Identification of homozygous transgenic mice by genomic real-time PCR.

Abstract

The 26S proteasome is the executing protease of the ubiquitin-dependent degradation system. It consists of one or two 19S regulatory sub-complexes and one 20S proteolytic sub-complex (1). The 20S proteasome is a barrel-shaped cylinder which consists or four stacked rings (2). Each of the two outer rings consists of seven different alpha-subunits, whereas each of the two inner rings is formed by seven different beta-subunits (3). Only three of these beta-subunits bear a catalytically active N-terminal threonine (4,5). Under normal conditions, these are beta1 (delta), beta2 (Z), and beta5 (mb1). However, by induction of some cytokines, e.g., interferon-gamma, these subunits are exchanged against beta1i(LMP2), beta2i (Mecl1), and beta5i (LMP7) and the so-called immunoproteasome is formed (6,7).
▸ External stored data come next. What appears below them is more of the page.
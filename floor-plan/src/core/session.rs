//! Session context
//!
//! One [`Session`] per signed-in terminal. It owns the active restaurant,
//! the active employee and the running alert workflow, and is passed by
//! reference to the components that need them. Logging out ends it.

use serde::Serialize;
use shared::models::{Alert, EmployeeResponse, Role, StoreInfo};
use shared::{AppError, AppResult, ErrorCode};
use uuid::Uuid;

use crate::utils::permissions::{self, ALERTS_HANDLE};
use crate::workflow::AlertWorkflow;

/// Employee signed into the session with their resolved role
#[derive(Debug, Clone, Serialize)]
pub struct ActiveEmployee {
    pub employee: EmployeeResponse,
    pub role: Role,
}

#[derive(Debug)]
pub struct Session {
    id: Uuid,
    started_at: i64,
    store: StoreInfo,
    employee: Option<ActiveEmployee>,
    workflow: Option<AlertWorkflow>,
}

impl Session {
    /// Start a session for `store`
    pub fn start(store: StoreInfo) -> Self {
        let session = Self {
            id: Uuid::new_v4(),
            started_at: shared::util::now_millis(),
            store,
            employee: None,
            workflow: None,
        };
        tracing::info!(
            session_id = %session.id,
            store_id = session.store.id,
            "Session started"
        );
        session
    }

    pub fn id(&self) -> Uuid {
        self.id
    }

    pub fn started_at(&self) -> i64 {
        self.started_at
    }

    pub fn store(&self) -> &StoreInfo {
        &self.store
    }

    /// Switch to another restaurant; the employee and workflow belong to
    /// the previous one and are dropped.
    pub fn switch_store(&mut self, store: StoreInfo) {
        tracing::info!(
            session_id = %self.id,
            from = self.store.id,
            to = store.id,
            "Switching restaurant"
        );
        self.store = store;
        self.employee = None;
        self.workflow = None;
    }

    /// Sign `employee` in with `role`
    pub fn sign_in(&mut self, employee: EmployeeResponse, role: Role) -> AppResult<()> {
        if employee.role_id != role.id {
            return Err(AppError::with_message(
                ErrorCode::RoleNotFound,
                format!("Role {} does not belong to employee {}", role.id, employee.id),
            ));
        }
        if !employee.is_active || !role.is_active {
            return Err(AppError::permission_denied(format!(
                "Employee {} is not active",
                employee.username
            )));
        }

        tracing::info!(
            session_id = %self.id,
            employee_id = employee.id,
            role = %role.name,
            "Employee signed in"
        );
        self.employee = Some(ActiveEmployee { employee, role });
        self.workflow = None;
        Ok(())
    }

    pub fn sign_out(&mut self) {
        if let Some(active) = self.employee.take() {
            tracing::info!(
                session_id = %self.id,
                employee_id = active.employee.id,
                "Employee signed out"
            );
        }
        self.workflow = None;
    }

    pub fn employee(&self) -> Option<&ActiveEmployee> {
        self.employee.as_ref()
    }

    pub fn has_permission(&self, permission: &str) -> bool {
        self.employee
            .as_ref()
            .is_some_and(|a| permissions::permission_granted(&a.role.permissions, permission))
    }

    /// `NotAuthenticated` without an employee, `PermissionDenied` without the permission
    pub fn require_permission(&self, permission: &str) -> AppResult<()> {
        if self.employee.is_none() {
            return Err(AppError::not_authenticated());
        }
        if !self.has_permission(permission) {
            return Err(AppError::permission_denied(format!(
                "Missing permission {permission}"
            ))
            .with_detail("permission", permission));
        }
        Ok(())
    }

    /// Start walking `alerts`, replacing any running workflow
    pub fn start_workflow(&mut self, alerts: Vec<Alert>) -> AppResult<&mut AlertWorkflow> {
        self.require_permission(ALERTS_HANDLE)?;
        tracing::debug!(session_id = %self.id, alerts = alerts.len(), "Alert workflow started");
        Ok(self.workflow.insert(AlertWorkflow::new(alerts)))
    }

    pub fn workflow(&self) -> Option<&AlertWorkflow> {
        self.workflow.as_ref()
    }

    pub fn workflow_mut(&mut self) -> AppResult<&mut AlertWorkflow> {
        self.workflow
            .as_mut()
            .ok_or_else(|| AppError::new(ErrorCode::WorkflowNotStarted))
    }

    /// Stop the running workflow and hand it back
    pub fn finish_workflow(&mut self) -> Option<AlertWorkflow> {
        self.workflow.take()
    }

    /// Logout: consume the session
    pub fn end(self) {
        let duration_ms = shared::util::now_millis() - self.started_at;
        tracing::info!(session_id = %self.id, duration_ms, "Session ended");
    }
}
To investigate the role of LMP7 in MHC class I-restricted immunology, we decided to generate a transgenic mouse which constitutively expresses LMP7 in all tissues. To get the highest possible expression, we bread the mice to be homozygous for the transgene LMP7. These mice cannot be identified by conventional polymerase chain reaction (PCR). So far, Southern blotting was the only possible method to quantify the DNA content. Here, we describe the analysis of these mice by quantitative PCR using sequence specific fluorescence resonance energy transfer-primers to reliably detect a difference in DNA content as small as a factor of 2 or only one PCR cycle.